Last week I blogged about online reputation management and dealing with damaging online rumors. Both topics are very relevant and a risk that each one of us, from personal brands to major corporations, face today. It’s a serious issue that you need to be prepared for in advance. (For more tips, strategies and insights on how to do so, click here.)
Another related topic to online reputation management and damaging online rumors is cyberbullying and online defamation. It’s a big deal that, besides from potentially ruining brands, leads to a lot of suicides each year – especially of pre-teens and young adults.
In fact, “a study in Britain found that at least half of suicides among young people are related to bullying”, states BullyingStatistics.org, and “Suicide is the third leading cause of death among young people, resulting in about 4,400 deaths per year, according to the CDC. For every suicide among young people, there are at least 100 suicide attempts. Over 14 percent of high school students have considered suicide, and almost 7 percent have attempted it.”
We’ve all heard of the tragic case of Amanda Todd, a 15 year old girl who, after years of online torment finally took her life last week, only 1 month after her cry-for-help video was published to YouTube.

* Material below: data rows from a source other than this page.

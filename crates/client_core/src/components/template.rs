use std::{
    collections::HashMap,
    sync::{Arc, Mutex},
};

use tracing::error;

use crate::{
    fetcher::{FetchChannel, ResourceFetcher},
    lock,
};

pub const COMPONENT_ERROR_HTML: &str =
    "<div class=\"component-error\">Error loading component</div>";

/// Template cache shared by every component of one application.
#[derive(Clone, Default)]
pub struct TemplateCache {
    entries: Arc<Mutex<HashMap<String, String>>>,
}

impl TemplateCache {
    pub fn get(&self, locator: &str) -> Option<String> {
        lock(&self.entries).get(locator).cloned()
    }

    pub fn insert(&self, locator: &str, html: &str) {
        lock(&self.entries).insert(locator.to_string(), html.to_string());
    }

    pub fn len(&self) -> usize {
        lock(&self.entries).len()
    }

    pub fn is_empty(&self) -> bool {
        self.len() == 0
    }
}

/// Per-component template fetch helper. A newer load cancels the previous
/// one; a cancelled load yields an empty template and a failed load yields
/// an inline error block.
pub struct TemplateLoader {
    channel: FetchChannel,
    cache: TemplateCache,
}

impl TemplateLoader {
    pub fn new(fetcher: Arc<dyn ResourceFetcher>, cache: TemplateCache) -> Self {
        Self {
            channel: FetchChannel::new(fetcher),
            cache,
        }
    }

    pub async fn load(&self, locator: &str) -> String {
        self.load_with(locator, true).await
    }

    pub async fn load_with(&self, locator: &str, use_cache: bool) -> String {
        if use_cache {
            if let Some(cached) = self.cache.get(locator) {
                return cached;
            }
        }

        let token = self.channel.issue();
        match self.channel.fetch(token, locator).await {
            Ok(html) => {
                if use_cache {
                    self.cache.insert(locator, &html);
                }
                html
            }
            Err(err) if err.is_cancelled() => String::new(),
            Err(err) => {
                error!(%locator, error = %err, "failed to load component template");
                COMPONENT_ERROR_HTML.to_string()
            }
        }
    }

    pub fn cancel(&self) -> bool {
        self.channel.cancel()
    }
}

#[cfg(test)]
mod tests {
    use super::*;
    use crate::test_support::StaticSite;

    #[tokio::test]
    async fn cached_templates_are_fetched_once() {
        let site = StaticSite::new().with("components/header.html", "<header></header>");
        let cache = TemplateCache::default();
        let loader = TemplateLoader::new(site.clone(), cache.clone());

        assert_eq!(loader.load("components/header.html").await, "<header></header>");
        assert_eq!(loader.load("components/header.html").await, "<header></header>");
        assert_eq!(site.calls_for("components/header.html"), 1);

        loader.load_with("components/header.html", false).await;
        assert_eq!(site.calls_for("components/header.html"), 2);
        assert_eq!(cache.len(), 1);
    }

    #[tokio::test]
    async fn failed_templates_render_an_error_block_and_are_not_cached() {
        let site = StaticSite::new().failing("components/footer.html", 500);
        let cache = TemplateCache::default();
        let loader = TemplateLoader::new(site, cache.clone());

        assert_eq!(loader.load("components/footer.html").await, COMPONENT_ERROR_HTML);
        assert!(cache.is_empty());
    }
}
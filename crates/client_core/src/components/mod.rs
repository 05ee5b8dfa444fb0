//! Shell widgets outside the main viewport.

use anyhow::Result;
use async_trait::async_trait;

pub mod footer;
pub mod header;
pub mod navigation;
pub mod template;

pub use footer::Footer;
pub use header::Header;
pub use navigation::NavMenu;
pub use template::{TemplateCache, TemplateLoader, COMPONENT_ERROR_HTML};

/// Pixel width above which the mobile menu no longer applies.
pub const MOBILE_BREAKPOINT: u32 = 768;

/// Document events a component may react to once its listeners are attached.
#[derive(Debug, Clone, PartialEq, Eq)]
pub enum UiEvent {
    /// Click on the mobile menu toggle button.
    MenuToggle,
    /// Click anywhere else. `inside_menu` is true for clicks within the menu.
    Click { inside_menu: bool },
    KeyDown(String),
    Resize { width: u32 },
}

#[async_trait]
pub trait Component: Send + Sync {
    fn name(&self) -> &'static str;

    async fn render(&self) -> Result<()>;

    fn attach_event_listeners(&self) {}

    /// Returns whether the event changed anything.
    fn handle_event(&self, _event: &UiEvent) -> bool {
        false
    }

    fn destroy(&self);
}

Cyberbullying is a real issue that parents, schools and society in general need to be more aware of.
In the past, when you and I were in school, a rumor could take days to circulate throughout the school and the damaging impact it had on the victimized youth was substantial. Today, a rumor can be made global in mere hours – even minutes. And the damaging impact of these awful situations, well, you read the suicide stats above.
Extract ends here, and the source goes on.